**WHAT THE TASK REQUIRES**
Nothing outside the range below should be printed. Output exactly the lines from the line with "codes and prefetch" to the line with "use serde::Serialize;", both included.

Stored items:
◆ ◆ ◆ ◆ ◆

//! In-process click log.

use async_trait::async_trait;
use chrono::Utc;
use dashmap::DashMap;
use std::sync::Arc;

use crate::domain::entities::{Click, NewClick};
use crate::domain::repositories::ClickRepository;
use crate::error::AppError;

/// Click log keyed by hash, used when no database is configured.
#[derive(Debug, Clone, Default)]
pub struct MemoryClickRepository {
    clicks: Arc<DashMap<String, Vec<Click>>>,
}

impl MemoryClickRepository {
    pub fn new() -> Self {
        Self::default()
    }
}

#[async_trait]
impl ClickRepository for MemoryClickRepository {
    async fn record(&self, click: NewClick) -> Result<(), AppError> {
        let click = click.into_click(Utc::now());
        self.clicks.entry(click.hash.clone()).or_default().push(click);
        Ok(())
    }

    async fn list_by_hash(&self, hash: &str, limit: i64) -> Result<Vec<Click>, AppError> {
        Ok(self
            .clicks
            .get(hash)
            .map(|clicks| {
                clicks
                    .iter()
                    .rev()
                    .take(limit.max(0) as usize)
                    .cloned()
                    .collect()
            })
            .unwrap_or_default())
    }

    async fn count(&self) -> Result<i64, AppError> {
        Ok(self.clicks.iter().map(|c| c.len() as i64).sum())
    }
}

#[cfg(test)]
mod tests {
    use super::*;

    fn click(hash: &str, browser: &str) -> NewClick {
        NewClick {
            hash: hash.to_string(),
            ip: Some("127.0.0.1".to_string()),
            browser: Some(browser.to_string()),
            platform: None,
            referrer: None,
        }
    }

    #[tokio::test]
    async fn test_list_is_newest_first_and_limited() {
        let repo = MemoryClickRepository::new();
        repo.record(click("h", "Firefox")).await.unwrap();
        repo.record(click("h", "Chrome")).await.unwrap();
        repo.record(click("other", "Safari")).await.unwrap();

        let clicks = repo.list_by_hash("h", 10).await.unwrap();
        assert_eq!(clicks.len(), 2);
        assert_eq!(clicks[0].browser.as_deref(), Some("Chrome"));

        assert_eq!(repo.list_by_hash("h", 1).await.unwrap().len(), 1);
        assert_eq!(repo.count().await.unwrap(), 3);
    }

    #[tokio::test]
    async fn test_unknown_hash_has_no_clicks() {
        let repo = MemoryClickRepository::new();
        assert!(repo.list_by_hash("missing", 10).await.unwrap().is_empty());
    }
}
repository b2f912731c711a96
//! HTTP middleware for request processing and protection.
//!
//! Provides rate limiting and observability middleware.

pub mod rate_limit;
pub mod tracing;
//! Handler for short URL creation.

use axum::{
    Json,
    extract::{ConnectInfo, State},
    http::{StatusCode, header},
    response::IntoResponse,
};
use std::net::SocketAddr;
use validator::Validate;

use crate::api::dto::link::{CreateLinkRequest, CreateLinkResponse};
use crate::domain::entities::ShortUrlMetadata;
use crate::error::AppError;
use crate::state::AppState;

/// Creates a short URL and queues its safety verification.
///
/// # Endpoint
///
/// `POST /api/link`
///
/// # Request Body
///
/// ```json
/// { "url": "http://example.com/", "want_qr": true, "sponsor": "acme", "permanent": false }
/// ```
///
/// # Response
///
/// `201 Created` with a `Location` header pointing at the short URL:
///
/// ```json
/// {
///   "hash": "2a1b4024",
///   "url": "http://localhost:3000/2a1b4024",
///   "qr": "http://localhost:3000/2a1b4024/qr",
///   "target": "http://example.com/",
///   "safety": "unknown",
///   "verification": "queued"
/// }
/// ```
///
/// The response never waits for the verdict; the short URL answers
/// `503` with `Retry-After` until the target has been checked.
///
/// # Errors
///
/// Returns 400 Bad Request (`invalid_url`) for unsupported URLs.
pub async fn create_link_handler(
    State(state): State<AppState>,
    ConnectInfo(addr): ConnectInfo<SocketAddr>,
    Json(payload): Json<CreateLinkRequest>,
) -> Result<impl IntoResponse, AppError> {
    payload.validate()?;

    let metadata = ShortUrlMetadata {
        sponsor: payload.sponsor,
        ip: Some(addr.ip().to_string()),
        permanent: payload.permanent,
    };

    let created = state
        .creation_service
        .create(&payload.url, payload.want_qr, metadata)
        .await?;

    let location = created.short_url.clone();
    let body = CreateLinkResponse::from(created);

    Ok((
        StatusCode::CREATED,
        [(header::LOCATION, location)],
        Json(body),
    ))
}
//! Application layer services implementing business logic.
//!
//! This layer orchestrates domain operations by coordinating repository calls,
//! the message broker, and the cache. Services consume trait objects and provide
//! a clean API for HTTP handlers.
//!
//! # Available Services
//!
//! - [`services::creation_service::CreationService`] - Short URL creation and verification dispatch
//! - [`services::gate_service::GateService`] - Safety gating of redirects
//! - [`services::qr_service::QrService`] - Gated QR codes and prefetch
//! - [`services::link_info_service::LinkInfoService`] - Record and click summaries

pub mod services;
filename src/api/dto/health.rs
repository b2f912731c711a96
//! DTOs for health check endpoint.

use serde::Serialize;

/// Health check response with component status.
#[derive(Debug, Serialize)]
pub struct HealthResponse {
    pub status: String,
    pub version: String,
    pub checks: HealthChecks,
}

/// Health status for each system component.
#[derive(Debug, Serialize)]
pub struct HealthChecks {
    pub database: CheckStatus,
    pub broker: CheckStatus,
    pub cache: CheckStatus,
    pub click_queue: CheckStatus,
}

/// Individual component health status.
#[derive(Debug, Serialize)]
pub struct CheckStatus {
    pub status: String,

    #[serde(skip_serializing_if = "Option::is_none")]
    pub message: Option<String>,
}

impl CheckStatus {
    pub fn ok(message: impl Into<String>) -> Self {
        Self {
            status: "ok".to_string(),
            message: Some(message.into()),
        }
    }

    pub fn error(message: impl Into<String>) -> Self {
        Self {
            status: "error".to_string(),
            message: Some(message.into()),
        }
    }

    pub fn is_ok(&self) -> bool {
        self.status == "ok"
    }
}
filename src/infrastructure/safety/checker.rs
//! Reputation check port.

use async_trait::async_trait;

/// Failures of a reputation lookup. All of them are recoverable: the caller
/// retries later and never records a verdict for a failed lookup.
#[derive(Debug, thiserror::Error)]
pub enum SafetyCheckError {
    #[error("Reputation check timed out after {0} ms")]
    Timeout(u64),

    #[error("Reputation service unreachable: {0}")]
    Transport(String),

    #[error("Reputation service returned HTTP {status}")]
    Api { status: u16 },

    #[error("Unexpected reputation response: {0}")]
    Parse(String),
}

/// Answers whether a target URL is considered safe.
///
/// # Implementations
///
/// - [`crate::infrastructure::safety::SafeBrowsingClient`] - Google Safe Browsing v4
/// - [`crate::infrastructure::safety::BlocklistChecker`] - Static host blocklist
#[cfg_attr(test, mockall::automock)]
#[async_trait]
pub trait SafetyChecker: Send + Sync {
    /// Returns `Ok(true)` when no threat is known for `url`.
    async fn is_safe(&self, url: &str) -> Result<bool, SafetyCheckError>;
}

◆ ◆ ◆ ◆ ◆

**SOLVED PROBLEM**
//! - [`services::qr_service::QrService`] - Gated QR codes and prefetch
//! - [`services::link_info_service::LinkInfoService`] - Record and click summaries

pub mod services;
filename src/api/dto/health.rs
repository b2f912731c711a96
//! DTOs for health check endpoint.

use serde::Serialize;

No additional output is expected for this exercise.